- Your goal -
If a line in the records below contains "usize", copy that line.

- Material shown -
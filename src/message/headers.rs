/*
 * smtpd - embeddable SMTP server
 * Copyright (C) 2022 the smtpd developers
 *
 * This program is free software: you can redistribute it and/or modify it under
 * the terms of the GNU General Public License as published by the Free Software
 * Foundation, either version 3 of the License, or any later version.
 *
 *  This program is distributed in the hope that it will be useful, but WITHOUT
 * ANY WARRANTY; without even the implied warranty of MERCHANTABILITY or FITNESS
 * FOR A PARTICULAR PURPOSE.  See the GNU General Public License for more details.
 *
 * You should have received a copy of the GNU General Public License along with
 * this program. If not, see https://www.gnu.org/licenses/.
 *
*/

/// An ordered, case-preserving list of header fields.
///
/// Lookup is case-insensitive; the original spelling of every name is kept
/// for iteration.
#[derive(Debug, Clone, Default, PartialEq, Eq)]
pub struct Headers(Vec<(String, String)>);

impl Headers {
    /// First value of the named header, if any.
    #[must_use]
    pub fn get(&self, name: &str) -> Option<&str> {
        self.0
            .iter()
            .find(|(key, _)| key.eq_ignore_ascii_case(name))
            .map(|(_, value)| value.as_str())
    }

    /// Every value of the named header, in order of appearance.
    pub fn get_all<'a>(&'a self, name: &'a str) -> impl Iterator<Item = &'a str> {
        self.0
            .iter()
            .filter(move |(key, _)| key.eq_ignore_ascii_case(name))
            .map(|(_, value)| value.as_str())
    }

    pub fn iter(&self) -> impl Iterator<Item = (&str, &str)> {
        self.0.iter().map(|(key, value)| (key.as_str(), value.as_str()))
    }

    #[must_use]
    pub fn len(&self) -> usize {
        self.0.len()
    }

    #[must_use]
    pub fn is_empty(&self) -> bool {
        self.0.is_empty()
    }

    /// Parse an RFC 5322 header block, unfolding continuation lines, up to
    /// the first blank line (or the end of the input).
    ///
    /// Returns the headers and the offset of the first body byte.
    ///
    /// # Errors
    ///
    /// * a header line is not valid UTF-8 or has no colon
    pub fn parse_block(input: &[u8]) -> anyhow::Result<(Self, usize)> {
        let mut headers = Vec::new();
        let mut pos = 0;

        while pos < input.len() {
            let line_end = input[pos..]
                .iter()
                .position(|&b| b == b'\n')
                .map_or(input.len(), |i| pos + i);
            let mut content_end = line_end;
            if content_end > pos && input[content_end - 1] == b'\r' {
                content_end -= 1;
            }
            let next = if line_end < input.len() { line_end + 1 } else { input.len() };

            // blank line closes the header block
            if content_end == pos {
                return Ok((Self(headers), next));
            }

            let line = std::str::from_utf8(&input[pos..content_end])
                .map_err(|e| anyhow::anyhow!("header line is not valid UTF-8: {e}"))?;

            if line.starts_with(' ') || line.starts_with('\t') {
                match headers.last_mut() {
                    Some((_, value)) => {
                        value.push(' ');
                        value.push_str(line.trim_start());
                    }
                    None => anyhow::bail!("continuation line before any header field"),
                }
            } else {
                let (name, value) = line
                    .split_once(':')
                    .ok_or_else(|| anyhow::anyhow!("malformed header line '{line}'"))?;
                headers.push((name.trim_end().to_string(), value.trim_start().to_string()));
            }

            pos = next;
        }

        Ok((Self(headers), input.len()))
    }
}

#[cfg(test)]
mod tests {
    use super::Headers;

    #[test]
    fn block_ends_at_blank_line() {
        let input = b"Subject: hi\r\nFrom: a@example.org\r\n\r\nbody text";
        let (headers, offset) = Headers::parse_block(input).unwrap();
        assert_eq!(headers.len(), 2);
        assert_eq!(headers.get("subject"), Some("hi"));
        assert_eq!(&input[offset..], b"body text");
    }

    #[test]
    fn folded_header_is_unfolded() {
        let input = b"Content-Type: multipart/alternative;\n \t boundary=\"sep\"\n\n";
        let (headers, _) = Headers::parse_block(input).unwrap();
        assert_eq!(
            headers.get("Content-Type"),
            Some("multipart/alternative; boundary=\"sep\"")
        );
    }

    #[test]
    fn case_preserving_lookup() {
        let (headers, _) = Headers::parse_block(b"X-CuStOm: 1\n\n").unwrap();
        assert_eq!(headers.get("x-custom"), Some("1"));
        assert_eq!(headers.iter().next().unwrap().0, "X-CuStOm");
    }

    #[test]
    fn line_without_colon_is_rejected() {
        assert!(Headers::parse_block(b"not a header\n\n").is_err());
    }

    #[test]
    fn repeated_headers_are_kept_in_order() {
        let (headers, _) =
            Headers::parse_block(b"Received: one\nReceived: two\n\n").unwrap();
        assert_eq!(
            headers.get_all("Received").collect::<Vec<_>>(),
            vec!["one", "two"]
        );
    }
}
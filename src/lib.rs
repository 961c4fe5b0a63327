/*
 * smtpd - embeddable SMTP server
 * Copyright (C) 2022 the smtpd developers
 *
 * This program is free software: you can redistribute it and/or modify it under
 * the terms of the GNU General Public License as published by the Free Software
 * Foundation, either version 3 of the License, or any later version.
 *
 *  This program is distributed in the hope that it will be useful, but WITHOUT
 * ANY WARRANTY; without even the implied warranty of MERCHANTABILITY or FITNESS
 * FOR A PARTICULAR PURPOSE.  See the GNU General Public License for more details.
 *
 * You should have received a copy of the GNU General Public License along with
 * this program. If not, see https://www.gnu.org/licenses/.
 *
*/

//! An embeddable RFC 5321 / RFC 2821 SMTP server.
//!
//! The crate accepts connections, drives each one through the ESMTP state
//! machine (EHLO capability negotiation, STARTTLS upgrade, SASL
//! authentication with PLAIN and CRAM-MD5), parses finished DATA payloads
//! into [`Message`] values with a lazily decoded MIME tree, and hands them
//! to an application-supplied [`OnMessage`] handler.
//!
//! ```no_run
//! use smtpd::{Message, OnMessage, Server};
//!
//! struct Printer;
//!
//! #[async_trait::async_trait]
//! impl OnMessage for Printer {
//!     async fn on_message(&self, message: &Message) -> anyhow::Result<()> {
//!         println!("{}: {}", message.from.address, message.subject);
//!         Ok(())
//!     }
//! }
//!
//! #[tokio::main]
//! async fn main() -> anyhow::Result<()> {
//!     Server::new(Printer).listen_and_serve("0.0.0.0:2525").await
//! }
//! ```

#![warn(clippy::all)]
#![warn(clippy::pedantic)]
#![allow(clippy::module_name_repetitions)]

mod auth;
mod config;
mod connection;
mod error;
mod extension;
mod message;
mod server;

pub use auth::{Auth, AuthCramMd5, AuthMechanism, AuthPlain, Principal};
pub use config::{tls_config_from_files, tls_config_from_pem, Config};
pub use connection::{AsyncReadAndWrite, BoxedAsyncReadAndWrite, Connection};
pub use error::SmtpError;
pub use extension::{Extension, ExtensionFuture, SimpleExtension};
pub use message::{Address, ContentType, Headers, Message, Part};
pub use server::{OnMessage, Server};

/// targets for the log! macros
pub mod log_channel {
    /// connection handling and the command loop
    pub const RECEIVER: &str = "smtpd::receiver";
    /// SASL negotiation
    pub const AUTH: &str = "smtpd::auth";
}
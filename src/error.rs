/*
 * smtpd - embeddable SMTP server
 * Copyright (C) 2022 the smtpd developers
 *
 * This program is free software: you can redistribute it and/or modify it under
 * the terms of the GNU General Public License as published by the Free Software
 * Foundation, either version 3 of the License, or any later version.
 *
 *  This program is distributed in the hope that it will be useful, but WITHOUT
 * ANY WARRANTY; without even the implied warranty of MERCHANTABILITY or FITNESS
 * FOR A PARTICULAR PURPOSE.  See the GNU General Public License for more details.
 *
 * You should have received a copy of the GNU General Public License along with
 * this program. If not, see https://www.gnu.org/licenses/.
 *
*/

/// An error carrying the three-digit SMTP reply code that should be sent to
/// the client.
///
/// Every fallible boundary of the crate (authentication mechanisms, the
/// application message handler, extensions) may return one of these inside an
/// [`anyhow::Error`]; the session loop recovers it with
/// [`SmtpError::from_anyhow`] and replies with the embedded code instead of a
/// generic failure.
#[derive(Debug, Clone, PartialEq, Eq, thiserror::Error)]
#[error("{message}")]
pub struct SmtpError {
    /// SMTP 3-digit reply code
    pub code: u16,
    /// the textual portion of the reply
    pub message: String,
}

impl SmtpError {
    pub fn new(code: u16, message: impl Into<String>) -> Self {
        Self {
            code,
            message: message.into(),
        }
    }

    /// 535, invalid credentials
    #[must_use]
    pub fn auth_failed() -> Self {
        Self::new(535, "Authentication credentials invalid")
    }

    /// 501, the client aborted a SASL exchange with `*`
    #[must_use]
    pub fn auth_cancelled() -> Self {
        Self::new(501, "Cancelled")
    }

    /// 538, the mechanism refuses to run on a clear-text channel
    #[must_use]
    pub fn requires_tls() -> Self {
        Self::new(538, "Encryption required for requested authentication mechanism")
    }

    /// 501, MAIL while a transaction is open, or DATA without one
    #[must_use]
    pub fn transaction() -> Self {
        Self::new(501, "Transaction unsuccessful")
    }

    /// Walk an [`anyhow::Error`] chain looking for a coded error.
    #[must_use]
    pub fn from_anyhow(error: &anyhow::Error) -> Option<&Self> {
        error.chain().find_map(|e| e.downcast_ref::<Self>())
    }
}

- Exercise output -
    pub fn len(&self) -> usize {
    pub fn parse_block(input: &[u8]) -> anyhow::Result<(Self, usize)> {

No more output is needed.